The Garden – Clench To Stay Awake
Si le duo The Garden étaient des marins, ils ne navigueraient pas sur l’eau douce, mais sur une mer déchaînée, passant du calme à la tempête en un rien de temps. Et ça, ils l’ont bien compris, comme en témoigne le clip Clench To Stay Awake, figurant sur leur album Kiss My Superbowl Ring. Les deux comparses, grimés en pirates façon XIXème siècle, partent à l’aventure sur un océan de déchets, le tout dirigé par Weston Allen, derrière la caméra. Alors que les frères jumeaux américains Wyatt et Fletcher Shears chantent leur souffrance, ils tanguent entre ballade rock et punk énervé. Le clip évoque un parti pris bien engagé : les eaux sont troubles, remplies de détritus, et il semble bien difficile de survivre à la pollution… The Garden se seraient-il éveillés à la cause environnementale ? Prenons-en bien de la graine !
Efyx – Lost My Way
Efyx est de retour. La bande, basée sur Lille, nous propose un nouvel extrait qui annonce au passage son deuxième album. Après un premier opus Y Boy défendu un peu partout en France, ce premier single nous ramène aux sonorités électro-rock qui font l’identité du groupe. On les retrouve ici dans un environnement post-apocalyptique pour exprimer une détresse liée à leur place dans la société et les attentes suscitées. Bordée d’éléments urbains, la production se veut rappeler l’instabilité et les incertitudes du monde actuel, exacerbées par la crise sanitaire qui nous touche actuellement de plein fouet.
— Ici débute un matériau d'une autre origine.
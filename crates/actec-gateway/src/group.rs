//! Groups of devices driven together

use std::sync::Arc;

use actec_protocol::topology::{GroupInfo, GroupType};
use actec_protocol::PropertyValue;
use serde_json::Value;

use crate::error::GatewayResult;
use crate::listeners::Unsubscribe;
use crate::router::CommandRouter;
use crate::unit::Availability;

/// A device group configured on the gateway
pub struct Group {
    info: GroupInfo,
    unique_id: String,
    suggested_area: Option<String>,
    availability: Availability,
    router: Arc<CommandRouter>,
}

impl Group {
    pub(crate) fn new(
        info: GroupInfo,
        mac: &str,
        suggested_area: Option<String>,
        router: Arc<CommandRouter>,
    ) -> Self {
        Self {
            unique_id: format!("{}_group_{}", mac.replace(':', ""), info.group_id),
            info,
            suggested_area,
            availability: Availability::default(),
            router,
        }
    }

    pub fn group_id(&self) -> u32 {
        self.info.group_id
    }

    pub fn name(&self) -> &str {
        &self.info.name
    }

    pub fn group_type(&self) -> GroupType {
        self.info.group_type
    }

    pub fn unique_id(&self) -> &str {
        &self.unique_id
    }

    pub fn suggested_area(&self) -> Option<&str> {
        self.suggested_area.as_deref()
    }

    pub fn available(&self) -> bool {
        self.availability.get()
    }

    pub(crate) fn set_available(&self, available: bool) {
        self.availability.set(available);
    }

    pub fn add_available_listener<F>(&self, callback: F) -> Unsubscribe
    where
        F: Fn(bool) + Send + Sync + 'static,
    {
        self.availability.add_listener(callback)
    }

    /// Write a typed value to every member
    pub async fn set_property(&self, value: PropertyValue) -> GatewayResult<Value> {
        self.router
            .set_group_property(self.info.group_id, value.action(), value.to_property())
            .await
    }

    pub async fn set_on_off(&self, on: bool) -> GatewayResult<Value> {
        self.set_property(PropertyValue::OnOff(on)).await
    }

    pub async fn set_brightness(&self, brightness: f64) -> GatewayResult<Value> {
        self.set_property(PropertyValue::Level(brightness)).await
    }

    pub async fn set_color_temp(&self, kelvin: u32) -> GatewayResult<Value> {
        self.set_property(PropertyValue::ColorTemp(kelvin)).await
    }

    pub async fn set_hsv(&self, hue: u16, saturation: u16, value: u16) -> GatewayResult<Value> {
        self.set_property(PropertyValue::Hsv {
            hue,
            saturation,
            value,
        })
        .await
    }

    pub async fn set_position(&self, position: u8) -> GatewayResult<Value> {
        self.set_property(PropertyValue::Position(position)).await
    }
}

impl std::fmt::Debug for Group {
    fn fmt(&self, f: &mut std::fmt::Formatter<'_>) -> std::fmt::Result {
        f.debug_struct("Group")
            .field("group_id", &self.info.group_id)
            .field("name", &self.info.name)
            .field("group_type", &self.info.group_type)
            .finish()
    }
}
//! Error types for configuration loading

use std::path::PathBuf;
use thiserror::Error;

/// Result type for configuration operations
pub type ConfigResult<T> = Result<T, ConfigError>;

/// Errors that can occur while loading a gateway configuration
#[derive(Debug, Error)]
pub enum ConfigError {
    #[error("failed to read file {path}: {source}")]
    ReadFile {
        path: PathBuf,
        #[source]
        source: std::io::Error,
    },

    #[error("failed to parse YAML in {path}: {source}")]
    ParseYaml {
        path: PathBuf,
        #[source]
        source: serde_yaml::Error,
    },

    /// The YAML parsed but does not describe a gateway
    #[error("invalid gateway configuration in {path}: {source}")]
    Schema {
        path: PathBuf,
        #[source]
        source: serde_yaml::Error,
    },

    #[error("secret '{key}' not found in {path}")]
    SecretNotFound { key: String, path: PathBuf },

    #[error("environment variable '{var}' not set")]
    EnvVarNotFound { var: String },

    #[error("invalid configuration value for '{key}': {reason}")]
    InvalidValue { key: String, reason: String },
}

impl ConfigError {
    pub(crate) fn invalid(key: &str, reason: impl Into<String>) -> Self {
        ConfigError::InvalidValue {
            key: key.to_string(),
            reason: reason.into(),
        }
    }
}
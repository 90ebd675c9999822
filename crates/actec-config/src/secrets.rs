//! `secrets.yaml` next to the gateway configuration

use std::collections::HashMap;
use std::fs;
use std::path::{Path, PathBuf};

use serde_yaml::Value;
use tracing::debug;

use crate::error::{ConfigError, ConfigResult};

/// Name of the secrets file looked up beside the configuration
pub const SECRETS_FILE: &str = "secrets.yaml";

/// Scalar secrets keyed by name
#[derive(Debug, Clone)]
pub struct Secrets {
    values: HashMap<String, String>,
    path: PathBuf,
}

impl Secrets {
    /// Load `secrets.yaml` from `dir`; a missing file means no secrets
    pub fn load(dir: &Path) -> ConfigResult<Self> {
        let path = dir.join(SECRETS_FILE);
        if !path.exists() {
            debug!(path = %path.display(), "no secrets file");
            return Ok(Self {
                values: HashMap::new(),
                path,
            });
        }

        let content = fs::read_to_string(&path).map_err(|source| ConfigError::ReadFile {
            path: path.clone(),
            source,
        })?;
        let raw: HashMap<String, Value> =
            serde_yaml::from_str(&content).map_err(|source| ConfigError::ParseYaml {
                path: path.clone(),
                source,
            })?;

        let mut values = HashMap::with_capacity(raw.len());
        for (key, value) in raw {
            let text = match value {
                Value::String(s) => s,
                Value::Number(n) => n.to_string(),
                Value::Bool(b) => b.to_string(),
                _ => {
                    return Err(ConfigError::invalid(
                        &key,
                        format!("secrets must be scalars ({})", path.display()),
                    ))
                }
            };
            values.insert(key, text);
        }

        debug!(count = values.len(), path = %path.display(), "loaded secrets");
        Ok(Self { values, path })
    }

    pub fn get(&self, key: &str) -> ConfigResult<&str> {
        self.values
            .get(key)
            .map(String::as_str)
            .ok_or_else(|| ConfigError::SecretNotFound {
                key: key.to_string(),
                path: self.path.clone(),
            })
    }

    pub fn contains(&self, key: &str) -> bool {
        self.values.contains_key(key)
    }

    pub fn path(&self) -> &Path {
        &self.path
    }

    pub fn len(&self) -> usize {
        self.values.len()
    }

    pub fn is_empty(&self) -> bool {
        self.values.is_empty()
    }
}

#[cfg(test)]
mod tests {
    use super::*;
    use tempfile::TempDir;

    #[test]
    fn test_load_scalars() {
        let dir = TempDir::new().unwrap();
        fs::write(
            dir.path().join(SECRETS_FILE),
            "actec_token: 0a1b2c3d4e5f\nport: 8024\nenabled: true\n",
        )
        .unwrap();

        let secrets = Secrets::load(dir.path()).unwrap();
        assert_eq!(secrets.get("actec_token").unwrap(), "0a1b2c3d4e5f");
        assert_eq!(secrets.get("port").unwrap(), "8024");
        assert_eq!(secrets.get("enabled").unwrap(), "true");
        assert_eq!(secrets.len(), 3);
        assert!(secrets.contains("port"));
    }

    #[test]
    fn test_missing_file_is_empty() {
        let dir = TempDir::new().unwrap();
        let secrets = Secrets::load(dir.path()).unwrap();
        assert!(secrets.is_empty());
        assert!(matches!(
            secrets.get("actec_token"),
            Err(ConfigError::SecretNotFound { .. })
        ));
    }

    #[test]
    fn test_nested_secret_rejected() {
        let dir = TempDir::new().unwrap();
        fs::write(dir.path().join(SECRETS_FILE), "nested:\n  a: 1\n").unwrap();
        assert!(matches!(
            Secrets::load(dir.path()),
            Err(ConfigError::InvalidValue { .. })
        ));
    }
}
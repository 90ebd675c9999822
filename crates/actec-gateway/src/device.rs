//! Devices and their endpoint listeners

use std::collections::HashMap;
use std::sync::{Arc, Mutex, PoisonError};

use actec_protocol::topology::{DeviceInfo, ProductMode};
use actec_protocol::{PropertyReport, PropertyValue};
use serde_json::Value;
use tracing::debug;

use crate::error::GatewayResult;
use crate::listeners::{ListenerSet, Unsubscribe};
use crate::router::CommandRouter;
use crate::unit::Availability;

/// A device reported by the gateway
pub struct Device {
    info: DeviceInfo,
    suggested_area: Option<String>,
    availability: Availability,
    endpoints: Mutex<HashMap<u32, Arc<ListenerSet<PropertyReport>>>>,
    router: Arc<CommandRouter>,
}

impl Device {
    pub(crate) fn new(
        info: DeviceInfo,
        suggested_area: Option<String>,
        router: Arc<CommandRouter>,
    ) -> Self {
        Self {
            info,
            suggested_area,
            availability: Availability::default(),
            endpoints: Mutex::new(HashMap::new()),
            router,
        }
    }

    pub fn device_id(&self) -> &str {
        &self.info.device_id
    }

    /// Devices are identified by their gateway-assigned id
    pub fn unique_id(&self) -> &str {
        &self.info.device_id
    }

    pub fn name(&self) -> &str {
        &self.info.name
    }

    pub fn product_key(&self) -> &str {
        &self.info.product_key
    }

    pub fn product_mode(&self) -> Option<ProductMode> {
        self.info.product_mode
    }

    pub fn info(&self) -> &DeviceInfo {
        &self.info
    }

    pub fn suggested_area(&self) -> Option<&str> {
        self.suggested_area.as_deref()
    }

    pub fn available(&self) -> bool {
        self.availability.get()
    }

    pub(crate) fn set_available(&self, available: bool) {
        self.availability.set(available);
    }

    pub fn add_available_listener<F>(&self, callback: F) -> Unsubscribe
    where
        F: Fn(bool) + Send + Sync + 'static,
    {
        self.availability.add_listener(callback)
    }

    /// Be told about every property report for `endpoint`
    pub fn add_listener<F>(&self, endpoint: u32, callback: F) -> Unsubscribe
    where
        F: Fn(&PropertyReport) + Send + Sync + 'static,
    {
        let set = Arc::clone(
            self.endpoints
                .lock()
                .unwrap_or_else(PoisonError::into_inner)
                .entry(endpoint)
                .or_default(),
        );
        set.add(callback)
    }

    /// Deliver a property report to the endpoint's listeners
    pub fn update_property(&self, report: &PropertyReport) {
        debug!(
            device_id = %self.info.device_id,
            endpoint = report.endpoint,
            property = %report.property,
            "device property reported"
        );
        let set = self
            .endpoints
            .lock()
            .unwrap_or_else(PoisonError::into_inner)
            .get(&report.endpoint)
            .cloned();
        if let Some(set) = set {
            set.notify(report);
        }
    }

    /// Ask the device for its current `action` properties
    ///
    /// The reply also reaches the endpoint's listeners.
    pub async fn fetch_property(&self, endpoint: u32, action: &str) -> GatewayResult<PropertyReport> {
        self.router
            .get_device_property(&self.info.device_id, endpoint, action)
            .await
    }

    /// Write a typed value to an endpoint
    pub async fn set_property(&self, endpoint: u32, value: PropertyValue) -> GatewayResult<Value> {
        self.router
            .set_device_value(&self.info.device_id, endpoint, &value)
            .await
    }

    pub async fn set_on_off(&self, endpoint: u32, on: bool) -> GatewayResult<Value> {
        self.set_property(endpoint, PropertyValue::OnOff(on)).await
    }

    /// Brightness from 0.0 to 100.0
    pub async fn set_brightness(&self, endpoint: u32, brightness: f64) -> GatewayResult<Value> {
        self.set_property(endpoint, PropertyValue::Level(brightness))
            .await
    }

    /// Color temperature in kelvin, 2700 to 6500
    pub async fn set_color_temp(&self, endpoint: u32, kelvin: u32) -> GatewayResult<Value> {
        self.set_property(endpoint, PropertyValue::ColorTemp(kelvin))
            .await
    }

    /// Hue 0-360, saturation and value 0-1000
    pub async fn set_hsv(
        &self,
        endpoint: u32,
        hue: u16,
        saturation: u16,
        value: u16,
    ) -> GatewayResult<Value> {
        self.set_property(
            endpoint,
            PropertyValue::Hsv {
                hue,
                saturation,
                value,
            },
        )
        .await
    }

    /// Cover position from 0 (closed) to 100 (open)
    pub async fn set_position(&self, endpoint: u32, position: u8) -> GatewayResult<Value> {
        self.set_property(endpoint, PropertyValue::Position(position))
            .await
    }
}

impl std::fmt::Debug for Device {
    fn fmt(&self, f: &mut std::fmt::Formatter<'_>) -> std::fmt::Result {
        f.debug_struct("Device")
            .field("device_id", &self.info.device_id)
            .field("name", &self.info.name)
            .field("product_key", &self.info.product_key)
            .field("product_mode", &self.info.product_mode)
            .finish()
    }
}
Lukas Ionesco – Idiot Fish
Vous avez besoin de vous évader ? Une petite promenade dans les montages enneigées vous ferait le plus grand bien ? On a la solution pour vous, tout en restant bien sagement devant votre écran, partez en voyage avec le clip de Lukas Ionesco pour Idiot Fish. L’artiste qui a dévoilé en mars son premier album Magic Stone, nous propose donc une vidéo ou le blanc se taille la part du lion pour un titre qui raconte un amour adolescent, un retour à l’enfance et à la pureté des sentiments bienvenu. La vidéo en devient presque hypnotique tant on se sent transpercé par le regard troublant de Lukas Ionesco dans la vidéo de Alexandre Schild & Laureat Bakolli .
Jumo & Oré – Une belle personne
On termine notre première partie des clips de la semaine avec une session live en mode quarantaine. On retrouve donc sur notre écran, Oré à la voix et aux mots et Jumo, esthète des sons et des ambiances. Ensemble ils ont dévoilé cette semaine une collaboration magnifique : Une belle personne. L’alliance est somptueuse, profondément mélancolique et nous dresse les poils autant qu’elle fait couler les larmes. Si du côté de Jumo on est pas surpris de retrouver son talent inné pour les mélodies envoutantes, c’est la mélopée d’Oré qui nous frappe en plein coeur. Premier texte réellement triste de l’artiste, c’est un morceau qui vient de ses tripes, une déclaration d’amour à sa grand mère et un texte qui traite de la maladie d’Alzheimer. Une petite merveille qu’on s’écoute en boucle depuis plusieurs jours et qui s’offre donc une vidéo « live confiné » pour l’accompagner. Le nouvel album de Jumo est prévu pour le 5 juin chez Nowadays records.